Steve Kroft: This administration has prosecuted people for having classified material on their private computers.
President Barack Obama: Well, I– there’s no doubt that there had been breaches, and these are all a matter of degree. We don’t get an impression that here there was purposely efforts– on– in– to hide something or to squirrel away information. But again, I’m gonna leave it to–
Steve Kroft: If she had come to you.
President Barack Obama: I’m going to leave it to Hillary when she has an interview with you to address all these questions.
A week earlier, after the Democratic debate, Bernie Sanders was asked by CNN’s Chris Cuomo about the email question:
https://youtu.be/eLkTh6U4prI
The matter is still under investigation and could, potentially, still have repercussions. While the FBI is supposed to be apolitical, in the end, it is up to the American people to take stock of its politicians and how well the public is served, then vote accordingly.
So, Bethany, the fact that you are hardly alone in not seeing that Jeb and Hillary are connected when it comes to email or that the actual issue is with Hillary’s initial decision to run it from home is a problem. That is the part we should all know and agree on.
Postscript: A friend had this comment:
“Why bother writing a law requiring that communications be stored when any official can disregard the law without consequence?

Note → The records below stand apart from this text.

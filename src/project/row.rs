//! The flat output record emitted for each matching project.
//!
//! A row always carries the basic columns. The extended schema appends the
//! language breakdown, the derived indicators and the repository data.

use crate::config::OutputSchema;

use super::{LanguageLocs, ProjectMetadata, RepoStats};

/// Columns of the basic schema.
pub const BASIC_HEADERS: [&str; 12] = [
    "ID",
    "NAME",
    "WEBSITE",
    "USER_COUNT",
    "YEAR_CONTRIBUTORS",
    "YEAR_COMMITS",
    "MAIN_LANGUAGE",
    "ACTIVITY",
    "ACTIVITY_INDX",
    "FIRST_COMMIT",
    "MOST_RECENT_COMMIT",
    "FACTOIDS",
];

/// Columns appended by the extended schema.
pub const EXTENDED_HEADERS: [&str; 19] = [
    "MATCHED_TAG",
    "JAVA_LOC",
    "C_LOC",
    "CPP_LOC",
    "PHP_LOC",
    "JAVASCRIPT_LOC",
    "SQL_LOC",
    "OTHER_LOC",
    "NO_MANAGED_LANG",
    "SCRIPTING_LANG",
    "UNPOPULAR_MAIN_LANG",
    "HAS_UNPOPULAR_LANG",
    "YEARS",
    "REPOSITORIES",
    "CONTRIBUTORS",
    "COMMITS",
    "LINES_ADDED",
    "LINES_REMOVED",
    "FILES_MODIFIED",
];

/// Header row for `schema`.
#[must_use]
pub fn headers(schema: OutputSchema) -> Vec<&'static str> {
    match schema {
        OutputSchema::Basic => BASIC_HEADERS.to_vec(),
        OutputSchema::Extended => BASIC_HEADERS
            .iter()
            .chain(EXTENDED_HEADERS.iter())
            .copied()
            .collect(),
    }
}

/// Boolean indicators derived from the language table and the main language.
#[derive(Clone, Copy, Debug, Default, PartialEq, Eq)]
pub struct Indicators {
    /// C or C++ code present
    pub no_managed_lang: bool,

    /// PHP or JavaScript code present
    pub scripting_lang: bool,

    /// Declared main language is not one of the recognized languages
    pub unpopular_main_lang: bool,

    /// Code in a language outside the recognized set present
    pub has_unpopular_lang: bool,
}

impl Indicators {
    #[must_use]
    pub fn derive(locs: &LanguageLocs, main_language: &str) -> Self {
        Self {
            no_managed_lang: locs.has_unmanaged_code(),
            scripting_lang: locs.has_scripting_code(),
            unpopular_main_lang: !LanguageLocs::is_recognized(main_language),
            has_unpopular_lang: locs.has_unpopular_code(),
        }
    }
}

/// Columns only present in the extended schema.
#[derive(Clone, Debug, PartialEq, Eq)]
pub struct ExtendedFields {
    pub matched_tag: String,
    pub locs: LanguageLocs,
    pub indicators: Indicators,
    pub years: i32,
    pub repositories: String,
    pub stats: RepoStats,
}

/// One output record.
#[derive(Clone, Debug, PartialEq, Eq)]
pub struct OutputRow {
    pub metadata: ProjectMetadata,
    pub user_count: u64,
    pub extended: Option<ExtendedFields>,
}

impl OutputRow {
    /// The schema this row was built for.
    #[must_use]
    pub const fn schema(&self) -> OutputSchema {
        if self.extended.is_some() {
            OutputSchema::Extended
        } else {
            OutputSchema::Basic
        }
    }

    /// Field values in column order, matching [`headers`] for [`Self::schema`].
    #[must_use]
    pub fn to_record(&self) -> Vec<String> {
        let m = &self.metadata;
        let mut record = vec![
            m.id.clone(),
            m.name.clone(),
            m.homepage_url.clone(),
            self.user_count.to_string(),
            m.twelve_month_contributors.clone(),
            m.twelve_month_commits.clone(),
            m.main_language.clone(),
            m.activity.clone(),
            m.activity_index.clone(),
            m.first_commit_month.clone(),
            m.last_commit_month.clone(),
            m.factoids.clone(),
        ];

        if let Some(ext) = &self.extended {
            record.push(ext.matched_tag.clone());
            record.extend(ext.locs.iter().map(|(_, lines)| lines.to_string()));
            record.push(ext.locs.bucket().to_string());
            record.extend(
                [
                    ext.indicators.no_managed_lang,
                    ext.indicators.scripting_lang,
                    ext.indicators.unpopular_main_lang,
                    ext.indicators.has_unpopular_lang,
                ]
                .map(|flag| u8::from(flag).to_string()),
            );
            record.push(ext.years.to_string());
            record.push(ext.repositories.clone());
            record.extend([
                ext.stats.contributors.clone(),
                ext.stats.commits.clone(),
                ext.stats.lines_added.clone(),
                ext.stats.lines_removed.clone(),
                ext.stats.files_modified.clone(),
            ]);
        }

        record
    }
}

#[cfg(test)]
mod tests {
    use super::*;

    fn locs() -> LanguageLocs {
        let mut locs = LanguageLocs::new();
        locs.record("Java", 1000);
        locs.record("C", 10);
        locs.record("Python", 5);
        locs
    }

    fn basic_row() -> OutputRow {
        OutputRow {
            metadata: ProjectMetadata {
                id: "1".to_string(),
                name: "demo".to_string(),
                main_language: "Java".to_string(),
                ..ProjectMetadata::default()
            },
            user_count: 12,
            extended: None,
        }
    }

    #[test]
    fn test_indicators_main_language() {
        assert!(Indicators::derive(&locs(), "Python").unpopular_main_lang);
        assert!(!Indicators::derive(&locs(), "Java").unpopular_main_lang);
    }

    #[test]
    fn test_indicators_from_locs() {
        let indicators = Indicators::derive(&locs(), "Java");

        assert!(indicators.no_managed_lang);
        assert!(!indicators.scripting_lang);
        assert!(indicators.has_unpopular_lang);
    }

    #[test]
    fn test_basic_record_matches_headers() {
        let row = basic_row();
        let record = row.to_record();

        assert_eq!(row.schema(), OutputSchema::Basic);
        assert_eq!(record.len(), headers(OutputSchema::Basic).len());
        assert_eq!(record[3], "12");
    }

    #[test]
    fn test_extended_record_matches_headers() {
        let mut row = basic_row();
        row.extended = Some(ExtendedFields {
            matched_tag: "java".to_string(),
            locs: locs(),
            indicators: Indicators::derive(&locs(), "Java"),
            years: 5,
            repositories: "git://a git://b".to_string(),
            stats: RepoStats {
                contributors: "3".to_string(),
                commits: "1,024".to_string(),
                ..RepoStats::default()
            },
        });

        let header = headers(OutputSchema::Extended);
        let record = row.to_record();
        let value = |column: &str| {
            let idx = header.iter().position(|h| *h == column).unwrap();
            record[idx].clone()
        };

        assert_eq!(row.schema(), OutputSchema::Extended);
        assert_eq!(record.len(), header.len());
        assert_eq!(value("MATCHED_TAG"), "java");
        assert_eq!(value("JAVA_LOC"), "1000");
        assert_eq!(value("C_LOC"), "10");
        assert_eq!(value("OTHER_LOC"), "5");
        assert_eq!(value("NO_MANAGED_LANG"), "1");
        assert_eq!(value("SCRIPTING_LANG"), "0");
        assert_eq!(value("UNPOPULAR_MAIN_LANG"), "0");
        assert_eq!(value("HAS_UNPOPULAR_LANG"), "1");
        assert_eq!(value("YEARS"), "5");
        assert_eq!(value("REPOSITORIES"), "git://a git://b");
        assert_eq!(value("COMMITS"), "1,024");
    }
}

The GW Bush Administration totally mishandled their email, possibly losing millions of messages”
My answer is that without an understanding of ethics and its place in the general font of knowledge of a society, laws become irrelevant.
Roma: What I haven’t heard in this Hillary discussion is why the work-related e-mails on her private server seem “unfound” via the gov’t. servers of their senders and recipients. I don’t know how she could run a parallel State Dept. with her co-workers on private accounts as well. Maybe there’s cross-correspondence between her server and those of gov’t. contractors, but the Committee could obtain them via other means. What’s missing?

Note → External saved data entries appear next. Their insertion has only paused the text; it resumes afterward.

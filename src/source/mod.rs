//! Upstream data sources for one project.
//!
//! [`ProjectSource`] is the narrow interface the row builder talks to. Every
//! dependency on OpenHub's markup (label texts, class names, table layout)
//! lives behind it, in [`OpenHub`] and its per-page submodules, so a change
//! upstream only touches this module.

pub mod commits;
pub mod enlistments;
pub mod languages;
pub mod users;

use tracing::debug;

use crate::client::{Endpoints, Fetch};
use crate::config::RunConfig;
use crate::error::ScrapeError;
use crate::extract::XmlDocument;
use crate::project::{LanguageLocs, ProjectMetadata, RepoStats};

/// Capabilities the row builder needs from the upstream service.
pub trait ProjectSource {
    /// Core metadata from the project XML document.
    ///
    /// # Errors
    ///
    /// Transport and XML errors. An `error` element in the document is not an
    /// error here; it is reported through [`ProjectMetadata::error`].
    fn fetch_project(&self, project: &str) -> Result<ProjectMetadata, ScrapeError>;

    /// Corrected user count.
    ///
    /// # Errors
    ///
    /// Transport errors and unreadable pagination labels.
    fn fetch_user_count(&self, project: &str) -> Result<u64, ScrapeError>;

    /// Code lines per recognized language plus the bucket of the rest.
    ///
    /// # Errors
    ///
    /// Transport errors and non-numeric line counts.
    fn fetch_language_locs(&self, project: &str) -> Result<LanguageLocs, ScrapeError>;

    /// Aggregate commit statistics.
    ///
    /// # Errors
    ///
    /// Transport errors and missing labels.
    fn fetch_repo_stats(&self, project: &str) -> Result<RepoStats, ScrapeError>;

    /// Repository URLs of all enlistments.
    ///
    /// # Errors
    ///
    /// Transport and XML errors.
    fn fetch_enlistments(&self, project: &str) -> Result<Vec<String>, ScrapeError>;
}

/// [`ProjectSource`] backed by the OpenHub API and web pages.
pub struct OpenHub<F> {
    fetch: F,
    endpoints: Endpoints,
    api_key: String,
}

impl<F: Fetch> OpenHub<F> {
    /// Create a source that issues its requests through `fetch`.
    #[must_use]
    pub fn new(fetch: F, config: &RunConfig) -> Self {
        Self {
            fetch,
            endpoints: Endpoints::new(&config.base_url),
            api_key: config.api_key.clone(),
        }
    }
}

impl<F: Fetch> ProjectSource for OpenHub<F> {
    fn fetch_project(&self, project: &str) -> Result<ProjectMetadata, ScrapeError> {
        let url = self.endpoints.project_xml(project, &self.api_key)?;
        let body = self.fetch.get(&url)?;
        let metadata = ProjectMetadata::from_xml(&XmlDocument::parse(&body)?);
        debug!(project, tags = metadata.tags.len(), "parsed project document");
        Ok(metadata)
    }

    fn fetch_user_count(&self, project: &str) -> Result<u64, ScrapeError> {
        users::fetch_user_count(&self.fetch, &self.endpoints, project)
    }

    fn fetch_language_locs(&self, project: &str) -> Result<LanguageLocs, ScrapeError> {
        languages::fetch_language_locs(&self.fetch, &self.endpoints, project)
    }

    fn fetch_repo_stats(&self, project: &str) -> Result<RepoStats, ScrapeError> {
        commits::fetch_repo_stats(&self.fetch, &self.endpoints, project)
    }

    fn fetch_enlistments(&self, project: &str) -> Result<Vec<String>, ScrapeError> {
        enlistments::fetch_enlistments(&self.fetch, &self.endpoints, project, &self.api_key)
    }
}

#[cfg(test)]
mod tests {
    use std::cell::RefCell;
    use std::collections::HashMap;

    use super::*;

    /// Serves canned bodies and records every requested URL.
    #[derive(Default)]
    struct StubFetch {
        pages: HashMap<String, String>,
        requested: RefCell<Vec<String>>,
    }

    impl StubFetch {
        fn with(mut self, url: &str, body: &str) -> Self {
            self.pages.insert(url.to_string(), body.to_string());
            self
        }
    }

    impl Fetch for StubFetch {
        fn get(&self, url: &str) -> Result<String, ScrapeError> {
            self.requested.borrow_mut().push(url.to_string());
            self.pages.get(url).cloned().ok_or_else(|| ScrapeError::Status {
                url: url.to_string(),
                status: 404,
            })
        }
    }

    fn config() -> RunConfig {
        let mut config = RunConfig::new("KEY").unwrap();
        config.base_url = "http://hub.test".to_string();
        config
    }

    #[test]
    fn test_user_count_reads_last_page() {
        let stub = StubFetch::default()
            .with(
                "http://hub.test/p/demo/users",
                r#"<label class="paginate">Showing page 1 of 21</label>"#,
            )
            .with(
                "http://hub.test/p/demo/users?page=21",
                &r#"<div class="avatar"></div>"#.repeat(5),
            );
        let source = OpenHub::new(&stub, &config());

        assert_eq!(source.fetch_user_count("demo").unwrap(), 205);
        assert_eq!(stub.requested.borrow().len(), 2);
    }

    #[test]
    fn test_user_count_overflow_fails_project() {
        let stub = StubFetch::default()
            .with(
                "http://hub.test/p/demo/users",
                r#"<label class="paginate">Page 1 of 9,000,000,000,000,000,000</label>"#,
            )
            .with(
                "http://hub.test/p/demo/users?page=9000000000000000000",
                r#"<div class="avatar"></div>"#,
            );
        let source = OpenHub::new(&stub, &config());

        assert!(matches!(
            source.fetch_user_count("demo"),
            Err(ScrapeError::InvalidNumber { .. })
        ));
    }

    #[test]
    fn test_user_count_without_label_is_zero() {
        let stub = StubFetch::default().with("http://hub.test/p/demo/users", "<p>nobody</p>");
        let source = OpenHub::new(&stub, &config());

        assert_eq!(source.fetch_user_count("demo").unwrap(), 0);
        assert_eq!(stub.requested.borrow().len(), 1);
    }

    #[test]
    fn test_fetch_project_uses_api_key() {
        let stub = StubFetch::default().with(
            "http://hub.test/p/demo.xml?api_key=KEY&v=1",
            "<response><result><project><id>9</id></project></result></response>",
        );
        let source = OpenHub::new(&stub, &config());

        assert_eq!(source.fetch_project("demo").unwrap().id, "9");
    }

    #[test]
    fn test_fetch_errors_propagate() {
        let source = OpenHub::new(StubFetch::default(), &config());

        assert!(matches!(
            source.fetch_repo_stats("demo"),
            Err(ScrapeError::Status { status: 404, .. })
        ));
        assert!(source.fetch_enlistments("demo").is_err());
        assert!(source.fetch_language_locs("demo").is_err());
    }
}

That’s the thing! If her emails were sent to accounts at State, then there would be a record of them and any back and forth that took place from that point on. That’s how that works with any mail server. Any traffic that goes through it is recorded and a record retained. Assuming State sysadmins back up server traffic, those records would exist.So, one can only conclude that if there was traffic in any direction through State servers, there is a record of it. No record means those were either deleted or they just never passed through.
This is the part that the GOP bungled in its zeal to go after Clinton. Email is not rocket science. So, my guess is that someone high up in the GOP decided not to pursue that avenue because their own hands aren’t clean.
Thanks, Rima. This is pathetic. And then there is the claim that some Internet things never disappear, even if they are “deleted.”